**GOAL OF THE EXERCISE:**
Which lines of the material hold the word "matches"? Copy each one.
======== RECORDS SHOWN
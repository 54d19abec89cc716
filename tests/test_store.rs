mod common;

use common::submission;
use daqroc_runner_lib::queue::models::{RunDuration, RunResults};
use daqroc_runner_lib::queue::TestStatus;
use daqroc_runner_lib::store::{JsonTestStore, StoreError, TestStore};

fn results(end_time: &str) -> RunResults {
    RunResults {
        results_path: Some("tests/alice/results_1.csv".into()),
        end_time: end_time.to_string(),
        duration: RunDuration::Seconds(42),
    }
}

#[tokio::test]
async fn test_lifecycle_and_terminal_finality() {
    let store = JsonTestStore::in_memory();
    let id = store.create_queued(&submission("alice", "LDPC1", "0:1:5", 3)).await.unwrap();

    let record = store.get_by_id(id).await.unwrap();
    assert_eq!(record.status, TestStatus::Queued);
    assert_eq!(record.snr_range, "0:1:5");
    assert_eq!(record.batch_size, 3);
    assert!(record.start_time.is_none());

    store.set_status(id, TestStatus::Running).await.unwrap();
    assert!(store.get_by_id(id).await.unwrap().start_time.is_some());

    store.set_results(id, results("2024-01-01T00:05:00.000Z")).await.unwrap();
    store.set_status(id, TestStatus::Completed).await.unwrap();

    let record = store.get_by_id(id).await.unwrap();
    assert_eq!(record.status, TestStatus::Completed);
    assert_eq!(record.duration.as_deref(), Some("42"));
    assert_eq!(record.end_time.as_deref(), Some("2024-01-01T00:05:00.000Z"));

    for next in [TestStatus::Queued, TestStatus::Running, TestStatus::Failed] {
        assert!(matches!(
            store.set_status(id, next).await,
            Err(StoreError::InvalidTransition { .. })
        ));
    }
    assert_eq!(store.get_by_id(id).await.unwrap().status, TestStatus::Completed);
}

#[tokio::test]
async fn test_ids_are_unique_and_missing_ids_report_not_found() {
    let store = JsonTestStore::in_memory();
    let a = store.create_queued(&submission("alice", "LDPC1", "0:1:5", 3)).await.unwrap();
    let b = store.create_queued(&submission("bob", "LDPC1", "0:1:5", 3)).await.unwrap();
    assert_ne!(a, b);

    assert!(matches!(store.get_by_id(999).await, Err(StoreError::NotFound(999))));
    assert!(matches!(store.set_status(999, TestStatus::Running).await, Err(StoreError::NotFound(999))));
}

#[tokio::test]
async fn test_duration_not_available_is_stored_as_sentinel() {
    let store = JsonTestStore::in_memory();
    let id = store.create_queued(&submission("alice", "LDPC1", "0:1:5", 3)).await.unwrap();
    store.set_status(id, TestStatus::Failed).await.unwrap();
    store
        .set_results(
            id,
            RunResults {
                results_path: None,
                end_time: "2024-01-01T00:05:00.000Z".to_string(),
                duration: RunDuration::NotAvailable,
            },
        )
        .await
        .unwrap();
    assert_eq!(store.get_by_id(id).await.unwrap().duration.as_deref(), Some("N/A"));
}

#[tokio::test]
async fn test_file_store_reloads_and_fails_orphans() {
    let dir = tempfile::tempdir().unwrap();
    let path = dir.path().join("db").join("tests.json");

    let (done, running, queued) = {
        let store = JsonTestStore::open(&path).await.unwrap();
        let done = store.create_queued(&submission("alice", "LDPC1", "0:1:5", 3)).await.unwrap();
        let running = store.create_queued(&submission("alice", "LDPC1", "0:1:5", 3)).await.unwrap();
        let queued = store.create_queued(&submission("bob", "LDPC2", "0:1:5", 3)).await.unwrap();
        store.set_status(done, TestStatus::Running).await.unwrap();
        store.set_results(done, results("2024-01-01T00:05:00.000Z")).await.unwrap();
        store.set_status(done, TestStatus::Completed).await.unwrap();
        store.set_status(running, TestStatus::Running).await.unwrap();
        (done, running, queued)
    };

    let store = JsonTestStore::open(&path).await.unwrap();
    assert_eq!(store.all().await.len(), 3);
    assert_eq!(store.get_by_id(done).await.unwrap().status, TestStatus::Completed);

    for id in [running, queued] {
        let record = store.get_by_id(id).await.unwrap();
        assert_eq!(record.status, TestStatus::Failed);
        assert!(record.end_time.is_some());
    }

    let next = store.create_queued(&submission("carol", "LDPC1", "0:1:5", 3)).await.unwrap();
    assert!(next > queued);
}

#[tokio::test]
async fn test_corrupt_store_file_is_an_error() {
    let dir = tempfile::tempdir().unwrap();
    let path = dir.path().join("tests.json");
    std::fs::write(&path, "{ not json").unwrap();
    assert!(matches!(JsonTestStore::open(&path).await, Err(StoreError::Json(_))));
}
================
**WRITTEN REPLY:**
        assert!(matches!(
    assert!(matches!(store.get_by_id(999).await, Err(StoreError::NotFound(999))));
    assert!(matches!(store.set_status(999, TestStatus::Running).await, Err(StoreError::NotFound(999))));
    assert!(matches!(JsonTestStore::open(&path).await, Err(StoreError::Json(_))));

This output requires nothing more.